The Booky Man: Barry, We Hardly Knew Ye
I spent most of the 1970s in Tuscaloosa, in substantial, if not constant, pain.
Now and again, a light flared on the dark night of that decade, and the memory glows still.
I lived in Mallet Assembly, the men’s honors dorm, at the University of Alabama. A placed filled with heroes to me in those times.
The first-ever black student government association president briefly lived in Mallet. (It was no small achievement for a black student to be elected president at a Greek-heavy university where George Wallace once stood in the schoolhouse door.) My roommate for one semester made himself into a Rhodes Scholar; he was the smart one in room 217. My best friend would publish his first novel at age 26 and five more since.
I longed to be a writer myself, but had no idea—none—how to make that happen. I came out of a town in the corner pocket of Alabama where no one wrote, or knew a writer, or had ever known a writer. Hell, a fourth of the population down home couldn’t even read. (They still can’t, according to a soul-crushing literacy study published a few years ago.)
So how does a boy from such a place learn to be a writer? It seemed logical to take a writing course. So I signed up for two—one in poetry and one in fiction. I excelled in verse, earning a standing ovation in class for one of my poems.
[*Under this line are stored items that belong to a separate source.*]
//! Telemetry configuration from environment variables.

use std::env;

/// Configuration for log output.
#[derive(Debug, Clone)]
pub struct TelemetryConfig {
    /// Service name attached to the startup log line
    pub service_name: String,

    /// Log level filter (trace, debug, info, warn, error, or a full
    /// `EnvFilter` directive)
    pub log_level: String,

    /// Whether to write logs to stdout at all
    pub console_output: bool,

    /// Whether to emit JSON formatted logs
    pub json_logs: bool,

    /// Whether to include the thread name in each line
    pub thread_names: bool,
}

impl Default for TelemetryConfig {
    fn default() -> Self {
        Self {
            service_name: "nodebus".to_string(),
            log_level: "info".to_string(),
            console_output: true,
            json_logs: false,
            thread_names: true,
        }
    }
}

impl TelemetryConfig {
    /// Create configuration from environment variables.
    ///
    /// # Environment Variables
    ///
    /// - `NODEBUS_SERVICE_NAME`: Service name (default: nodebus)
    /// - `NODEBUS_LOG_LEVEL` or `RUST_LOG`: Log level (default: info)
    /// - `NODEBUS_CONSOLE_OUTPUT`: Enable console output (default: true)
    /// - `NODEBUS_JSON_LOGS`: Enable JSON logs (default: false)
    pub fn from_env() -> Self {
        Self {
            service_name: env::var("NODEBUS_SERVICE_NAME")
                .unwrap_or_else(|_| "nodebus".to_string()),

            log_level: env::var("NODEBUS_LOG_LEVEL")
                .or_else(|_| env::var("RUST_LOG"))
                .unwrap_or_else(|_| "info".to_string()),

            console_output: env::var("NODEBUS_CONSOLE_OUTPUT")
                .map(|v| parse_flag(&v, true))
                .unwrap_or(true),

            json_logs: env::var("NODEBUS_JSON_LOGS")
                .map(|v| parse_flag(&v, false))
                .unwrap_or(false),

            thread_names: true,
        }
    }
}

fn parse_flag(value: &str, default: bool) -> bool {
    match value.to_lowercase().as_str() {
        "1" | "true" | "yes" => true,
        "0" | "false" | "no" => false,
        _ => default,
    }
}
I struggled in fiction, scared out of my wits by the instructor and afraid to stretch or shrink either under the cobra bite of his criticism.
The instructor’s name was Barry Hannah. It was his first year at Alabama, and he arrived as the hot young colt of American fiction writing. Gordon Lish, the editor of Esquire, had run one Hannah short story after another in that great magazine, and Barry’s first novel, Geronimo Rex, had been nominated for a National Book Award.
So a real writer stood right there. I could see him, study him. I could even suffer like him, if I chose.
Oh, Barry suffered. Those were the years his marriage was coming undone, when he shot an arrow through the plate glass window of some imagined rival, when he stole a motorcycle off the front porch of a house on 10th Street and roared away into the night, unhelmeted and drunk as a boiled owl. He was drinking tumblers of vodka, colored with a splash of milk. Airships, one of the great American short-story voyages into sheer suffering, was on its way, and then Ray. I still read both books as memoir, as chronicles of Barry’s failed effort to be a husband, a writing teacher, an Alabamian.
Never mind. Yonder stand your writer. Right up there in front of the class, smallish and lethal, something Choctaw in his face, and something snaky. He’s the teacher with the sneer, the dark shades, the cruel strike with never even a rattle, his teeth suddenly deep in the throat of your dream.